I preparati dovrebbero essere letti utilizzando obbiettivi con ingrandimento a 10x e con oculari a 10 o 12x .Lo stesso obbiettivo dovrebbe essere usato per la scrinatura di tutto il preparato. L’esaminatore dovrebbe procedere di campo in campo su tutta la sezione finché l’intera area coperta del vetrino coprioggetto venga studiata. In genere la partenza è ad un angolo del vetro e seguendo sempre lo stesso senso di lettura si procede finché tutto il vetrino viene studiato.

• è stato valutato che, usando obiettivi a basso ingrandimento, un esaminatore, durante l'analisi di un singolo preparato esamini dai 250 ai 300 campi. Questo richiede un tempo medo di circa 6-10 minuti(con un range dai 5 ai 20 minuti).
• Per segnare sul vetro cellule con particolari caratteristiche deve essere utilizzato un ingrandimento a 4x. Un protocollo per per segnalare le cellule deve essere preso in considerazione nel laboratorio.
• Per studiare aree di particolare interesse vanno utilizzati ingrandimenti di 20x o 40 x.
• Il foglio di richiesta del esame citologico e la storia clinica o di screening della paziente devono essere presenti e valutati prima della revisione del vetro.

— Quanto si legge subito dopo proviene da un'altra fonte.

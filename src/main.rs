/// Entry point and frame loop.

mod config;
mod domain;
mod sim;
mod ui;

use std::time::{Duration, Instant};

use anyhow::Context;
use tracing_subscriber::EnvFilter;

use config::GameConfig;
use sim::clock::{TickClock, TickHandle};
use sim::event::GameEvent;
use sim::step;
use sim::world::GameState;
use ui::gamepad::GamepadState;
use ui::input::Keyboard;
use ui::present;
use ui::renderer::Renderer;

const FRAME_SLEEP: Duration = Duration::from_millis(5);

fn main() -> anyhow::Result<()> {
    init_logging();

    let config = GameConfig::load().context("invalid configuration")?;
    let mut world = GameState::new(&config);
    let mut renderer = Renderer::new(config.board, config.theme);

    if let Err(e) = renderer.init() {
        let _ = renderer.cleanup();
        return Err(e).context("terminal init failed");
    }

    let result = game_loop(&mut world, &mut renderer, &config);
    let cleanup = renderer.cleanup();

    result.context("game error")?;
    cleanup.context("terminal cleanup failed")?;

    println!();
    println!("Thanks for playing Snake!");
    println!("High Score: {}", world.high_score);
    Ok(())
}

/// Logs go to stderr, quiet unless `RUST_LOG` asks for more.
fn init_logging() {
    let filter = EnvFilter::try_from_default_env().unwrap_or_else(|_| EnvFilter::new("warn"));
    tracing_subscriber::fmt()
        .with_env_filter(filter)
        .with_writer(std::io::stderr)
        .with_target(false)
        .init();
}

fn tick_interval(world: &GameState) -> Duration {
    Duration::from_millis(world.speed_ms)
}

fn game_loop(
    world: &mut GameState,
    renderer: &mut Renderer,
    config: &GameConfig,
) -> anyhow::Result<()> {
    let mut kb = Keyboard::new();
    let mut gp = GamepadState::new();
    gp.load_button_config(&config.gamepad);
    if gp.connected {
        tracing::info!("gamepad detected");
    }

    let mut clock = TickClock::new();
    let mut next_tick: Option<TickHandle> = Some(clock.schedule_once(Instant::now(), tick_interval(world)));

    tracing::info!(run = world.run, board = ?config.board, "game started");
    present::redraw(world, renderer);

    loop {
        kb.drain_events()?;
        gp.update();

        if kb.quit_pressed() || gp.quit_pressed() {
            break;
        }

        if kb.pause_pressed() || gp.pause_pressed() {
            world.toggle_pause();
            renderer.set_paused(world.paused);
            if world.paused {
                if let Some(handle) = next_tick.take() {
                    clock.cancel(handle);
                }
            } else {
                next_tick = Some(clock.schedule_once(Instant::now(), tick_interval(world)));
            }
        }

        if !world.paused {
            for dir in kb.directions().chain(gp.directions()) {
                world.request_direction(dir);
            }
        }

        let now = Instant::now();
        if clock.poll(now).is_some() {
            let events = step::step(world);
            log_events(world, &events);
            if events.iter().any(|e| matches!(e, GameEvent::RunStarted { .. })) {
                // New run: nothing from the old chain may survive.
                clock.cancel_all();
            }
            present::present(world, &events, renderer);
            next_tick = Some(clock.schedule_once(now, tick_interval(world)));
        }

        if renderer.check_resize()? {
            present::redraw(world, renderer);
        }
        renderer.present()?;
        std::thread::sleep(FRAME_SLEEP);
    }

    Ok(())
}

fn log_events(world: &GameState, events: &[GameEvent]) {
    for ev in events {
        match ev {
            GameEvent::RunEnded { cause, score, length } => {
                tracing::info!(tick = world.tick, ?cause, score, length, "run ended");
            }
            GameEvent::RunStarted { run } => tracing::info!(run, "run started"),
            GameEvent::FoodEaten { at } => tracing::debug!(x = at.x, y = at.y, "food eaten"),
            GameEvent::SpeedChanged { speed_ms } => tracing::debug!(speed_ms, "tick interval"),
            _ => {}
        }
    }
}
/// Tick scheduler: one-shot timers polled by the frame loop.
///
/// The frame loop owns the only clock. Each fired tick schedules the next
/// one `speed_ms` later; pause and restart cancel whatever is outstanding
/// so two tick chains never run side by side.

use std::time::{Duration, Instant};

/// Identifies one scheduled tick. Handles are never reused.
#[derive(Clone, Copy, PartialEq, Eq, Debug)]
pub struct TickHandle(u64);

#[derive(Debug, Default)]
pub struct TickClock {
    pending: Vec<(TickHandle, Instant)>,
    next_id: u64,
}

impl TickClock {
    pub fn new() -> Self {
        Self::default()
    }

    /// Fire once, `delay` after `now`.
    pub fn schedule_once(&mut self, now: Instant, delay: Duration) -> TickHandle {
        let handle = TickHandle(self.next_id);
        self.next_id += 1;
        self.pending.push((handle, now + delay));
        handle
    }

    /// Drop a scheduled tick. Cancelling a fired or unknown handle is a no-op.
    pub fn cancel(&mut self, handle: TickHandle) {
        self.pending.retain(|(h, _)| *h != handle);
    }

    pub fn cancel_all(&mut self) {
        self.pending.clear();
    }

    /// Pop the earliest tick that is due at `now`, if any.
    pub fn poll(&mut self, now: Instant) -> Option<TickHandle> {
        let idx = self.pending
            .iter()
            .enumerate()
            .filter(|(_, (_, due))| *due <= now)
            .min_by_key(|(_, (_, due))| *due)
            .map(|(i, _)| i)?;
        Some(self.pending.remove(idx).0)
    }
}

La terminologia e principi di refertazione degli strisci cervicali

• Il referto di citologia dovrebbe essere accurato e conciso così che i suoi contenuti sono capiti facilmente dal chi esegue l'esame, dal personale medico, tecnico ed amministrativo coinvolto nel processo di screenig.
• La terminologia deve segnalare informazioni clinicamente attinenti a chi esegue l'esame. Generalmente si è d'accordo sul sistema di refertazione che prevede un testo descrittivo (narrativo) piuttosto che referti schematici e brevi che possono essere mal interpretati. Per questa ragione, sistemi di classificazione numerici incluso quello proposto da Papanicolaou (1954) sono fortemente sconsigliati.

Ci sono cinque componenti in un referto Il tipo di campione deve essere indicato es raschiamento cervicale, materiale endocervicle, prelievo per LBC assaggia Ci dovrebbe essere un commento sull' adeguatezza di campione es. se il campione è soddisfacente per valutazione Il rapporto dovrebbe includere una breve descrizione delle caratteristiche citologiche in termini facilmente comprensibili casi dove sono presenti atipie citologiche le probabili modificazioni citologiche doverebbero essere segnalate. Un quinto del referto deve darer indicazioni per il trattamento anche se è una accortezza opzionale.

• I citologi dovrebbero prendere in considerazione tutti i dati clinici e attinenti la paziente prima di redigere il referto
• Si raccomanda che tutti gli strisci atipici vengano refertati da un patologo o da personale qualificato con un particolare conoscenza della patologia ginecologica.